Regional Status Check

Check status across different regions:

Python

def check_regional_status():
    regions = ['us-east-1', 'us-west-2', 'eu-west-1', 'ap-southeast-1']
    regional_status = {}
    
    for region in regions:
        response = requests.get(
            "https://api.tensorone.ai/v2/monitoring/system-status",
            headers={"Authorization": "Bearer YOUR_API_KEY"},
            params={
                "regions": [region],
                "includeMetrics": True
            }
        )
        
        regional_status[region] = response.json()
    
    return regional_status

def analyze_regional_performance(regional_status):
    print("Regional Performance Analysis:")
    print("=" * 50)
    
    for region, status in regional_status.items():
        print(f"\n{region.upper()}:")
        print(f"  Overall Status: {status['overallStatus']}")
        
        # Calculate average response time across services
        response_times = [s['responseTime'] for s in status['services'] if s.get('responseTime')]
        avg_response_time = sum(response_times) / len(response_times) if response_times else 0
        
        print(f"  Average Response Time: {avg_response_time:.0f}ms")
        
        # Check for region-specific incidents
        regional_incidents = [i for i in status.get('incidents', []) if region in i.get('affectedRegions', [])]
        if regional_incidents:
            print(f"  Regional Incidents: {len(regional_incidents)}")
        
        # Resource utilization
        if 'metrics' in status and 'resourceUsage' in status['metrics']:
            usage = status['metrics']['resourceUsage']
            print(f"  CPU Utilization: {usage['cpuUtilization']}%")
            print(f"  Memory Utilization: {usage['memoryUtilization']}%")
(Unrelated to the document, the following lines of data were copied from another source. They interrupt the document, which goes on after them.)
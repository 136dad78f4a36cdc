//! Retry and auto-reconnect wrapper for subscribers.
//!
//! The connector holds nothing but connection policy; it receives the
//! engine at each entry point rather than storing it, so there is no
//! reference cycle between the two.

use std::sync::Arc;
use std::sync::atomic::{AtomicBool, Ordering};
use std::time::Duration;

use tokio::sync::Notify;
use tracing::debug;

use super::error::Result;
use super::subscriber::DataSubscriber;

/// Callback invoked with connector error text.
pub type ConnectorMessageCallback = Arc<dyn Fn(&str) + Send + Sync>;
/// Callback invoked after an automatic reconnect attempt completes.
pub type ReconnectCallback = Arc<dyn Fn(&DataSubscriber) + Send + Sync>;

/// Connection policy: host, port, retry bounds, and auto-reconnect.
///
/// Cheap to clone; clones share the cancellation state, so a `cancel`
/// from any clone interrupts a `connect` in progress on another.
#[derive(Clone)]
pub struct SubscriberConnector {
    hostname: String,
    port: u16,
    max_retries: i32,
    retry_interval: Duration,
    auto_reconnect: bool,

    cancelled: Arc<AtomicBool>,
    cancel_notify: Arc<Notify>,

    error_message_callback: Option<ConnectorMessageCallback>,
    reconnect_callback: Option<ReconnectCallback>,
}

impl SubscriberConnector {
    /// Create a connector for the given publisher endpoint. Defaults:
    /// unlimited retries two seconds apart, auto-reconnect enabled.
    pub fn new(hostname: impl Into<String>, port: u16) -> Self {
        Self {
            hostname: hostname.into(),
            port,
            max_retries: -1,
            retry_interval: Duration::from_millis(2000),
            auto_reconnect: true,
            cancelled: Arc::new(AtomicBool::new(false)),
            cancel_notify: Arc::new(Notify::new()),
            error_message_callback: None,
            reconnect_callback: None,
        }
    }

    /// The hostname of the publisher to connect to.
    pub fn hostname(&self) -> &str {
        &self.hostname
    }

    /// The port the publisher is listening on.
    pub fn port(&self) -> u16 {
        self.port
    }

    /// Maximum connection attempts per sequence; -1 means unlimited.
    pub fn max_retries(&self) -> i32 {
        self.max_retries
    }

    /// Limit connection attempts per sequence; -1 means unlimited.
    pub fn set_max_retries(&mut self, max_retries: i32) {
        self.max_retries = max_retries;
    }

    /// Idle time between connection attempts.
    pub fn retry_interval(&self) -> Duration {
        self.retry_interval
    }

    /// Set the idle time between connection attempts.
    pub fn set_retry_interval(&mut self, interval: Duration) {
        self.retry_interval = interval;
    }

    /// Whether a terminated connection triggers reconnection.
    pub fn auto_reconnect(&self) -> bool {
        self.auto_reconnect
    }

    /// Enable or disable reconnection after a terminated connection.
    pub fn set_auto_reconnect(&mut self, auto_reconnect: bool) {
        self.auto_reconnect = auto_reconnect;
    }

    /// Set a callback for per-attempt connection failures.
    pub fn set_error_message_callback(&mut self, f: impl Fn(&str) + Send + Sync + 'static) {
        self.error_message_callback = Some(Arc::new(f));
    }

    /// Set a callback fired when an automatic reconnect attempt finishes.
    pub fn set_reconnect_callback(
        &mut self,
        f: impl Fn(&DataSubscriber) + Send + Sync + 'static,
    ) {
        self.reconnect_callback = Some(Arc::new(f));
    }

    /// Store `info` on the subscriber, then run a connection sequence.
    /// The info must be in place before connecting so the operational
    /// modes can account for it.
    pub async fn connect_with(
        &self,
        subscriber: &DataSubscriber,
        info: crate::transport::SubscriptionInfo,
    ) -> Result<bool> {
        subscriber.set_subscription_info(info);
        self.connect(subscriber).await
    }

    /// Run a connection sequence against `subscriber`: attempt, report,
    /// sleep, repeat, until connected, cancelled, or out of retries.
    /// Returns whether the subscriber ended up connected.
    pub async fn connect(&self, subscriber: &DataSubscriber) -> Result<bool> {
        if self.auto_reconnect {
            let connector = self.clone();
            subscriber.register_auto_reconnect_hook(Arc::new(move |subscriber| {
                let connector = connector.clone();
                tokio::spawn(async move {
                    connector.run_auto_reconnect(&subscriber).await;
                });
            }));
        }

        self.cancelled.store(false, Ordering::Release);
        self.connect_sequence(subscriber).await
    }

    /// Cancel the current and any future connection sequences, waking a
    /// sleeping retry timer immediately.
    pub fn cancel(&self) {
        self.cancelled.store(true, Ordering::Release);
        self.cancel_notify.notify_waiters();
    }

    async fn connect_sequence(&self, subscriber: &DataSubscriber) -> Result<bool> {
        let mut attempt = 0;

        while !self.is_cancelled() && (self.max_retries == -1 || attempt < self.max_retries) {
            attempt += 1;

            match subscriber.connect(&self.hostname, self.port).await {
                Ok(()) => break,
                Err(e) => {
                    debug!(attempt, error = %e, "connection attempt failed");

                    if let Some(callback) = &self.error_message_callback {
                        callback(&format!(
                            "Failed to connect to \"{}:{}\": {e}",
                            self.hostname, self.port
                        ));
                    }

                    // Sleep out the retry interval unless cancelled first.
                    tokio::select! {
                        _ = self.cancel_notify.notified() => {}
                        _ = tokio::time::sleep(self.retry_interval) => {}
                    }
                }
            }
        }

        Ok(subscriber.is_connected())
    }

    /// Reconnection driver installed as the engine's termination hook.
    async fn run_auto_reconnect(&self, subscriber: &DataSubscriber) {
        if self.is_cancelled() {
            return;
        }

        if let Some(callback) = &self.error_message_callback {
            callback("Publisher connection terminated. Attempting to reconnect...");
        }

        let connected = self
            .connect_sequence(subscriber)
            .await
            .unwrap_or(false);

        if connected && subscriber.should_resubscribe() {
            if let Err(e) = subscriber.resubscribe().await {
                if let Some(callback) = &self.error_message_callback {
                    callback(&format!("Failed to resubscribe after reconnect: {e}"));
                }
            }
        }

        if !self.is_cancelled() {
            if let Some(callback) = &self.reconnect_callback {
                callback(subscriber);
            }
        }
    }

    fn is_cancelled(&self) -> bool {
        self.cancelled.load(Ordering::Acquire)
    }
}

#[cfg(test)]
mod tests {
    use super::*;
    use crate::transport::subscriber::SubscriberHandlers;
    use std::sync::atomic::AtomicU32;
    use std::time::Instant;

    #[tokio::test]
    async fn test_bounded_retries_report_each_failure() {
        // Nothing listens on this port; every attempt fails.
        let mut connector = SubscriberConnector::new("127.0.0.1", 1);
        connector.set_max_retries(3);
        connector.set_retry_interval(Duration::from_millis(50));
        connector.set_auto_reconnect(false);

        let failures = Arc::new(AtomicU32::new(0));
        let counter = failures.clone();
        connector.set_error_message_callback(move |_| {
            counter.fetch_add(1, Ordering::Relaxed);
        });

        let subscriber = DataSubscriber::new(SubscriberHandlers::new());
        let started = Instant::now();
        let connected = connector.connect(&subscriber).await.unwrap();

        assert!(!connected);
        assert!(!subscriber.is_connected());
        assert_eq!(failures.load(Ordering::Relaxed), 3);
        // Three sleeps at ~50 ms spacing.
        assert!(started.elapsed() >= Duration::from_millis(120));
    }

    #[tokio::test]
    async fn test_cancel_interrupts_the_retry_sleep() {
        let mut connector = SubscriberConnector::new("127.0.0.1", 1);
        connector.set_max_retries(-1);
        connector.set_retry_interval(Duration::from_secs(3600));
        connector.set_auto_reconnect(false);

        let subscriber = DataSubscriber::new(SubscriberHandlers::new());
        let canceller = connector.clone();

        tokio::spawn(async move {
            tokio::time::sleep(Duration::from_millis(100)).await;
            canceller.cancel();
        });

        let started = Instant::now();
        let connected = connector.connect(&subscriber).await.unwrap();

        assert!(!connected);
        assert!(started.elapsed() < Duration::from_secs(60));
    }
}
# Analyze regional performance
regional_data = check_regional_status()
analyze_regional_performance(regional_data)

Service Dependency Mapping

Check dependencies between services:

Python

def get_service_dependencies():
    response = requests.get(
        "https://api.tensorone.ai/v2/monitoring/service-dependencies",
        headers={"Authorization": "Bearer YOUR_API_KEY"}
    )
    return response.json()

def analyze_impact(failing_service, dependencies):
    """Analyze potential impact of a failing service"""
    impacted_services = []
    
    def find_dependent_services(service, deps, visited=None):
        if visited is None:
            visited = set()
        
        if service in visited:
            return []
        
        visited.add(service)
        dependents = []
        
        for dep_service, dep_info in deps.items():
            if service in dep_info.get('dependencies', []):
                dependents.append(dep_service)
                dependents.extend(find_dependent_services(dep_service, deps, visited))
        
        return dependents
    
    return find_dependent_services(failing_service, dependencies)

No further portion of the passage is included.